__Work task__
What lines of the data below hold the string "HashSet"? Copy each one.

-------------------------

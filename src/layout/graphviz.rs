use std::collections::HashSet;
use std::fmt::Write as _;
use std::io::Write as _;
use std::path::PathBuf;
use std::process::{Command, Stdio};

use log::debug;
use serde::Deserialize;

use crate::error::{FlowmapError, Result};
use crate::graph::Graph;

use super::{EdgeGeometry, Layout, LayoutEngine, NodeGeometry};

const POINTS_PER_INCH: f64 = 72.0;

/// Lays out graphs with the Graphviz `dot` program.
///
/// The graph is piped to `dot -Tjson` and the returned geometry is converted to
/// screen coordinates (origin top-left, y growing downwards) offset by the graph
/// margins.
pub struct GraphvizLayout {
    program: PathBuf,
}

impl GraphvizLayout {
    pub fn new(program: impl Into<PathBuf>) -> Self {
        Self {
            program: program.into(),
        }
    }

    fn run(&self, dot: &str) -> Result<Vec<u8>> {
        let program = self.program.display();
        let mut child = Command::new(&self.program)
            .arg("-Tjson")
            .stdin(Stdio::piped())
            .stdout(Stdio::piped())
            .stderr(Stdio::piped())
            .spawn()
            .map_err(|e| FlowmapError::Layout(format!("Failed to start {program}: {e}")))?;

        if let Some(mut stdin) = child.stdin.take() {
            stdin.write_all(dot.as_bytes())?;
        }

        let output = child.wait_with_output()?;
        if !output.status.success() {
            return Err(FlowmapError::Layout(format!(
                "{program} exited with {}: {}",
                output.status,
                String::from_utf8_lossy(&output.stderr).trim()
            )));
        }

        Ok(output.stdout)
    }
}

impl Default for GraphvizLayout {
    fn default() -> Self {
        Self::new("dot")
    }
}

impl LayoutEngine for GraphvizLayout {
    fn layout(&self, graph: &Graph) -> Result<Layout> {
        check_edges(graph)?;

        let dot = to_dot(graph);
        debug!(
            "Laying out {} nodes and {} edges",
            graph.node_count(),
            graph.edge_count()
        );

        let stdout = self.run(&dot)?;
        parse_layout(&stdout, graph)
    }
}

/// `dot` would invent nodes for dangling edge ends; refuse them instead.
fn check_edges(graph: &Graph) -> Result<()> {
    let ids: HashSet<&str> = graph.nodes().map(|n| n.id.as_str()).collect();

    match graph
        .edges()
        .find(|e| !ids.contains(e.from.as_str()) || !ids.contains(e.to.as_str()))
    {
        Some(edge) => Err(FlowmapError::Layout(format!(
            "edge {} -> {} references a job missing from the snapshot",
            edge.from, edge.to
        ))),
        None => Ok(()),
    }
}

fn quote(raw: &str) -> String {
    format!("\"{}\"", raw.replace('\\', "\\\\").replace('"', "\\\""))
}

fn to_inches(px: f64) -> f64 {
    px / POINTS_PER_INCH
}

pub(crate) fn to_dot(graph: &Graph) -> String {
    let opts = &graph.options;
    let mut dot = String::from("digraph flow {\n");

    let _ = writeln!(
        dot,
        "  graph [rankdir={}, nodesep={:.3}, ranksep={:.3}];",
        opts.rankdir.as_str(),
        to_inches(opts.nodesep),
        to_inches(opts.ranksep)
    );
    let _ = writeln!(dot, "  node [shape=box, style=rounded, margin=0];");

    for node in graph.nodes() {
        let _ = writeln!(
            dot,
            "  {} [label={}, class={}];",
            quote(&node.id),
            quote(&node.text),
            quote(&node.class)
        );
    }

    for edge in graph.edges() {
        let _ = writeln!(dot, "  {} -> {};", quote(&edge.from), quote(&edge.to));
    }

    dot.push_str("}\n");
    dot
}

#[derive(Deserialize)]
struct DotOutput {
    bb: String,
    #[serde(default)]
    objects: Vec<DotObject>,
    #[serde(default)]
    edges: Vec<DotEdge>,
}

#[derive(Deserialize)]
struct DotObject {
    #[serde(rename = "_gvid")]
    gvid: usize,
    name: String,
    pos: Option<String>,
    width: Option<String>,
    height: Option<String>,
}

#[derive(Deserialize)]
struct DotEdge {
    tail: usize,
    head: usize,
    pos: Option<String>,
}

fn parse_pair(raw: &str) -> Result<(f64, f64)> {
    let invalid = || FlowmapError::Layout(format!("Invalid coordinate pair: {raw}"));
    let (x, y) = raw.split_once(',').ok_or_else(invalid)?;
    Ok((
        x.trim().parse().map_err(|_| invalid())?,
        y.trim().parse().map_err(|_| invalid())?,
    ))
}

fn parse_number(raw: Option<&String>) -> Result<f64> {
    raw.map_or(Ok(0.0), |s| {
        s.parse()
            .map_err(|_| FlowmapError::Layout(format!("Invalid number: {s}")))
    })
}

/// Spline points from an edge `pos`, start point first and arrow tip last.
fn parse_spline(pos: &str) -> Result<Vec<(f64, f64)>> {
    let mut start = None;
    let mut end = None;
    let mut points = Vec::new();

    for token in pos.split_whitespace() {
        if let Some(rest) = token.strip_prefix("s,") {
            start = Some(parse_pair(rest)?);
        } else if let Some(rest) = token.strip_prefix("e,") {
            end = Some(parse_pair(rest)?);
        } else {
            points.push(parse_pair(token)?);
        }
    }

    Ok(start.into_iter().chain(points).chain(end).collect())
}

pub(crate) fn parse_layout(raw: &[u8], graph: &Graph) -> Result<Layout> {
    let output: DotOutput = serde_json::from_slice(raw)?;

    let bb: Vec<f64> = output
        .bb
        .split(',')
        .map(|v| v.trim().parse::<f64>())
        .collect::<std::result::Result<_, _>>()
        .map_err(|_| FlowmapError::Layout(format!("Invalid bounding box: {}", output.bb)))?;
    let [llx, lly, urx, ury] = bb[..] else {
        return Err(FlowmapError::Layout(format!(
            "Invalid bounding box: {}",
            output.bb
        )));
    };

    let (mx, my) = (graph.options.marginx, graph.options.marginy);
    let to_screen = |(x, y): (f64, f64)| (x - llx + mx, ury - y + my);

    let mut names = vec![""; output.objects.len()];
    let mut nodes = Vec::with_capacity(output.objects.len());
    for object in &output.objects {
        if let Some(slot) = names.get_mut(object.gvid) {
            *slot = object.name.as_str();
        }
        let Some(pos) = &object.pos else {
            continue;
        };
        let (x, y) = to_screen(parse_pair(pos)?);
        nodes.push(NodeGeometry {
            id: object.name.clone(),
            x,
            y,
            width: parse_number(object.width.as_ref())? * POINTS_PER_INCH,
            height: parse_number(object.height.as_ref())? * POINTS_PER_INCH,
        });
    }

    let mut edges = Vec::with_capacity(output.edges.len());
    for edge in &output.edges {
        let (Some(from), Some(to)) = (names.get(edge.tail), names.get(edge.head)) else {
            return Err(FlowmapError::Layout(format!(
                "Edge references unknown object {} -> {}",
                edge.tail, edge.head
            )));
        };
        let points = match &edge.pos {
            Some(pos) => parse_spline(pos)?.into_iter().map(to_screen).collect(),
            None => Vec::new(),
        };
        edges.push(EdgeGeometry {
            from: (*from).to_string(),
            to: (*to).to_string(),
            points,
        });
    }

    Ok(Layout {
        width: (urx - llx) + 2.0 * mx,
        height: (ury - lly) + 2.0 * my,
        nodes,
        edges,
    })
}

#[cfg(test)]
mod tests {
    use super::*;
    use crate::graph::build_graph;
    use crate::model::fixtures::job;
    use crate::model::{Job, Snapshot};

    fn two_job_graph() -> Graph {
        let b = Job {
            previous: vec!["a".to_string()],
            ..job("b")
        };
        let snapshot: Snapshot = [job("a"), b].into_iter().collect();
        build_graph(&snapshot)
    }

    const DOT_JSON: &str = r#"{
        "name": "flow",
        "bb": "0,0,54,108",
        "objects": [
            {"_gvid": 0, "name": "a", "pos": "27,90", "width": "0.75", "height": "0.5"},
            {"_gvid": 1, "name": "b", "pos": "27,18", "width": "0.75", "height": "0.5"}
        ],
        "edges": [
            {"_gvid": 0, "tail": 0, "head": 1, "pos": "e,27,36.104 27,71.697 27,63.983 27,54.712 27,46.112"}
        ]
    }"#;

    #[test]
    fn test_to_dot() {
        let dot = to_dot(&two_job_graph());
        assert!(dot.starts_with("digraph flow {\n"));
        assert!(dot.contains("rankdir=TB, nodesep=0.694, ranksep=0.278"));
        assert!(dot.contains("\"a\" [label=\"a\", class=\"stopped\"];"));
        assert!(dot.contains("\"a\" -> \"b\";"));
    }

    #[test]
    fn test_quote_escapes() {
        assert_eq!(quote(r#"say "hi" \o/"#), r#""say \"hi\" \\o/""#);
    }

    #[test]
    fn test_parse_layout_flips_y_and_adds_margins() {
        let layout = parse_layout(DOT_JSON.as_bytes(), &two_job_graph()).unwrap();

        assert_eq!(layout.width, 94.0);
        assert_eq!(layout.height, 148.0);

        let a = layout.node("a").unwrap();
        assert_eq!((a.x, a.y), (47.0, 38.0));
        assert_eq!((a.width, a.height), (54.0, 36.0));
        let b = layout.node("b").unwrap();
        assert!(b.y > a.y);
    }

    #[test]
    fn test_parse_layout_edge_points_end_at_arrow_tip() {
        let layout = parse_layout(DOT_JSON.as_bytes(), &two_job_graph()).unwrap();
        let edge = &layout.edges[0];

        assert_eq!((edge.from.as_str(), edge.to.as_str()), ("a", "b"));
        assert_eq!(edge.points.len(), 5);
        let tip = edge.points[4];
        assert!((tip.1 - (108.0 - 36.104 + 20.0)).abs() < 1e-9);
    }

    #[test]
    fn test_parse_layout_without_objects() {
        let layout = parse_layout(br#"{"bb": "0,0,8,8"}"#, &Graph::default()).unwrap();
        assert!(layout.nodes.is_empty());
        assert_eq!((layout.width, layout.height), (48.0, 48.0));
    }

    #[test]
    fn test_parse_layout_rejects_bad_bounding_box() {
        let err = parse_layout(br#"{"bb": "0,0,8"}"#, &Graph::default()).unwrap_err();
        assert!(err.to_string().contains("bounding box"));
    }

    #[test]
    fn test_missing_predecessor_fails_before_running_dot() {
        let b = Job {
            previous: vec!["ghost".to_string()],
            ..job("b")
        };
        let snapshot: Snapshot = [b].into_iter().collect();
        let engine = GraphvizLayout::new("/nonexistent/dot");

        let err = engine.layout(&build_graph(&snapshot)).unwrap_err();
        assert!(matches!(err, FlowmapError::Layout(_)));
        assert!(err.to_string().contains("ghost -> b"));
    }

    #[test]
    fn test_missing_program_is_a_layout_error() {
        let engine = GraphvizLayout::new("/nonexistent/dot");
        let err = engine.layout(&two_job_graph()).unwrap_err();
        assert!(err.to_string().contains("Failed to start"));
    }
}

-------------------------

__Exercise result__
use std::collections::HashSet;
    let ids: HashSet<&str> = graph.nodes().map(|n| n.id.as_str()).collect();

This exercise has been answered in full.